DECISION AND REASONS

Introduction

1. The Appellant has been granted permission to appeal the decision of First-tier Tribunal Judge CJ Gumsley (“the Judge”), promulgated on 24 June 2021.

2. No anonymity order was made previously and there is no need for one now.

Factual background

3. The Appellant is a national of Bangladesh (date of birth 12 January 1990). On 25 September 2020, he applied for a residence card pursuant to regulation 8 of the Immigration (European Economic Area) Regulations 2016 (“the 2016 Regulations”). His sponsor, a Spanish national, is his brother-in-law.

4. On 19 November 2020, the Respondent refused his application, on the ground that the Appellant had not demonstrated that he was a member of the household of, or dependent upon, the sponsor. In the Respondent’s review document (undated) the Respondent relied on a further ground for refusal, namely that the Appellant arrived in the UK prior to his sponsor acquiring EEA citizenship.

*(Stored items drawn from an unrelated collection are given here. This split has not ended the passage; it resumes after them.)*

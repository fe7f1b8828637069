//! Threshold configuration management and resolution.

use std::sync::Arc;

use scenegate_core::approval::{compute_analytics, ApprovalThreshold, ThresholdAnalytics};
use scenegate_db::{AutoApprovalCounter, ThresholdStore};
use serde::Serialize;
use uuid::Uuid;

use crate::error::PipelineError;

/// Resolved policy for a template, optionally narrowed to one scene.
#[derive(Debug, Clone, PartialEq, Serialize)]
#[serde(rename_all = "camelCase")]
pub struct EffectiveThreshold {
    pub template_id: String,
    #[serde(skip_serializing_if = "Option::is_none")]
    pub scene_id: Option<String>,
    /// Only present when a scene was given.
    #[serde(skip_serializing_if = "Option::is_none")]
    pub threshold: Option<f64>,
    pub requires_manual_review: bool,
    pub auto_approval_enabled: bool,
    pub auto_approvals_used: u32,
    pub max_auto_approvals: u32,
    /// `true` when no stored configuration exists and defaults apply.
    pub is_default: bool,
}

#[derive(Clone)]
pub struct ThresholdService {
    store: Arc<dyn ThresholdStore>,
    counter: Arc<dyn AutoApprovalCounter>,
}

impl ThresholdService {
    pub fn new(store: Arc<dyn ThresholdStore>, counter: Arc<dyn AutoApprovalCounter>) -> Self {
        Self { store, counter }
    }

    /// Manager-scoped row, then the template-wide row, then defaults.
    pub async fn resolve(
        &self,
        template_id: &str,
        manager_id: Option<&str>,
    ) -> Result<ApprovalThreshold, PipelineError> {
        if let Some(manager_id) = manager_id {
            if let Some(found) = self.store.find(template_id, Some(manager_id)).await? {
                return Ok(found);
            }
        }
        if let Some(found) = self.store.find(template_id, None).await? {
            return Ok(found);
        }
        tracing::debug!(template_id, "No stored threshold, using defaults");
        Ok(ApprovalThreshold::defaults_for(template_id))
    }

    pub async fn upsert(&self, threshold: ApprovalThreshold) -> Result<ApprovalThreshold, PipelineError> {
        threshold.validate()?;
        let saved = self.store.upsert(&threshold).await?;
        tracing::info!(
            threshold_id = ?saved.id,
            template_id = %saved.template_id,
            manager_id = ?saved.manager_id,
            global_threshold = saved.global_threshold,
            "Approval threshold saved"
        );
        Ok(saved)
    }

    pub async fn delete(&self, id: Uuid) -> Result<(), PipelineError> {
        if !self.store.delete(id).await? {
            return Err(PipelineError::not_found("ApprovalThreshold", id));
        }
        tracing::info!(threshold_id = %id, "Approval threshold deleted");
        Ok(())
    }

    pub async fn list_for_manager(&self, manager_id: &str) -> Result<Vec<ApprovalThreshold>, PipelineError> {
        Ok(self.store.list_for_manager(manager_id).await?)
    }

    pub async fn analytics(&self, manager_id: &str) -> Result<ThresholdAnalytics, PipelineError> {
        let thresholds = self.store.list_for_manager(manager_id).await?;
        Ok(compute_analytics(&thresholds))
    }

    pub async fn effective(
        &self,
        template_id: &str,
        scene_id: Option<&str>,
        manager_id: Option<&str>,
    ) -> Result<EffectiveThreshold, PipelineError> {
        let config = self.resolve(template_id, manager_id).await?;
        let used = self.counter.used(template_id).await?;

        Ok(EffectiveThreshold {
            template_id: template_id.to_string(),
            scene_id: scene_id.map(str::to_string),
            threshold: scene_id.map(|s| config.effective_threshold(s)),
            requires_manual_review: scene_id.is_some_and(|s| config.requires_manual_review(s)),
            auto_approval_enabled: config.auto_approval_enabled,
            auto_approvals_used: used,
            max_auto_approvals: config.max_auto_approvals,
            is_default: config.id.is_none(),
        })
    }
}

5. The Appellant exercised his right of appeal under regulation 36 of the 2016 Regulations.

Decision of the Judge

6. The Judge dismissed the appeal for the following reasons:

(1) the Appellant arrived in the UK prior to the sponsor becoming a Spanish national [37], applying Moneke (EEA - OFMs) Nigeria [2011] UKUT 00341 (IAC);
(2) the account of the Appellant and his witnesses about the financial support received from the sponsor and whether such support was needed to meet the Appellant’s essential needs was insufficiently credible and reliable [28].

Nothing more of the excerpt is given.